Saved entries
# # #

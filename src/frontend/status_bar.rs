//! Status bar: latest message, sample count and pending buffers

use std::path::PathBuf;

use egui::{Color32, RichText, Ui};

use crate::frontend::state::{AppAction, Severity, StatusLog};

/// Context needed to render the status bar.
pub struct StatusBarContext<'a> {
    pub log: &'a StatusLog,
    pub samples: usize,
    pub instrument: &'a str,
    pub simulated: bool,
    pub failed_buffers: &'a [PathBuf],
    pub orphaned_buffers: usize,
    pub finalizing: bool,
}

fn severity_color(severity: Severity) -> Color32 {
    match severity {
        Severity::Info => Color32::GRAY,
        Severity::Warning => Color32::YELLOW,
        Severity::Error => Color32::LIGHT_RED,
    }
}

/// Render the status bar.
pub fn render_status_bar(ui: &mut Ui, ctx: &StatusBarContext<'_>) -> Vec<AppAction> {
    let mut actions = Vec::new();

    ui.horizontal(|ui| {
        ui.spacing_mut().item_spacing.x = 8.0;

        let instrument = if ctx.simulated {
            format!("{} (simulated)", ctx.instrument)
        } else {
            ctx.instrument.to_string()
        };
        ui.label(RichText::new(instrument).small());

        ui.separator();

        ui.label(RichText::new(format!("Samples: {}", ctx.samples)).small());

        ui.separator();

        if let Some(message) = ctx.log.latest() {
            ui.colored_label(
                severity_color(message.severity),
                RichText::new(format!("{} {}", message.time.format("%H:%M:%S"), message.text))
                    .small(),
            );
        }

        ui.with_layout(egui::Layout::right_to_left(egui::Align::Center), |ui| {
            if ctx.orphaned_buffers > 0
                && ui
                    .add_enabled(
                        !ctx.finalizing,
                        egui::Button::new(
                            RichText::new(format!("Recover {} buffers", ctx.orphaned_buffers))
                                .small(),
                        ),
                    )
                    .clicked()
            {
                actions.push(AppAction::RecoverOrphans);
            }

            for buffer in ctx.failed_buffers {
                let name = buffer
                    .file_name()
                    .map(|n| n.to_string_lossy().into_owned())
                    .unwrap_or_default();
                if ui
                    .add_enabled(
                        !ctx.finalizing,
                        egui::Button::new(RichText::new(format!("Retry {}", name)).small()),
                    )
                    .on_hover_text(buffer.display().to_string())
                    .clicked()
                {
                    actions.push(AppAction::RetryFinalization(buffer.clone()));
                }
            }
        });
    });

    actions
}

/// Scrollable message history
pub fn render_history(ui: &mut Ui, log: &StatusLog) {
    egui::ScrollArea::vertical()
        .stick_to_bottom(true)
        .show(ui, |ui| {
            for message in log.iter() {
                ui.colored_label(
                    severity_color(message.severity),
                    RichText::new(format!("{} {}", message.time.format("%H:%M:%S"), message.text))
                        .small()
                        .monospace(),
                );
            }
        });
}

# # #

[Required action] The required answer is the run of lines above, starting at the line with "pub log: &'a" and ending at the line with "let name = buffer", reproduced exactly with both ends.

[Finished task]
    pub log: &'a StatusLog,
    pub samples: usize,
    pub instrument: &'a str,
    pub simulated: bool,
    pub failed_buffers: &'a [PathBuf],
    pub orphaned_buffers: usize,
    pub finalizing: bool,
}

fn severity_color(severity: Severity) -> Color32 {
    match severity {
        Severity::Info => Color32::GRAY,
        Severity::Warning => Color32::YELLOW,
        Severity::Error => Color32::LIGHT_RED,
    }
}

/// Render the status bar.
pub fn render_status_bar(ui: &mut Ui, ctx: &StatusBarContext<'_>) -> Vec<AppAction> {
    let mut actions = Vec::new();

    ui.horizontal(|ui| {
        ui.spacing_mut().item_spacing.x = 8.0;

        let instrument = if ctx.simulated {
            format!("{} (simulated)", ctx.instrument)
        } else {
            ctx.instrument.to_string()
        };
        ui.label(RichText::new(instrument).small());

        ui.separator();

        ui.label(RichText::new(format!("Samples: {}", ctx.samples)).small());

        ui.separator();

        if let Some(message) = ctx.log.latest() {
            ui.colored_label(
                severity_color(message.severity),
                RichText::new(format!("{} {}", message.time.format("%H:%M:%S"), message.text))
                    .small(),
            );
        }

        ui.with_layout(egui::Layout::right_to_left(egui::Align::Center), |ui| {
            if ctx.orphaned_buffers > 0
                && ui
                    .add_enabled(
                        !ctx.finalizing,
                        egui::Button::new(
                            RichText::new(format!("Recover {} buffers", ctx.orphaned_buffers))
                                .small(),
                        ),
                    )
                    .clicked()
            {
                actions.push(AppAction::RecoverOrphans);
            }

            for buffer in ctx.failed_buffers {
                let name = buffer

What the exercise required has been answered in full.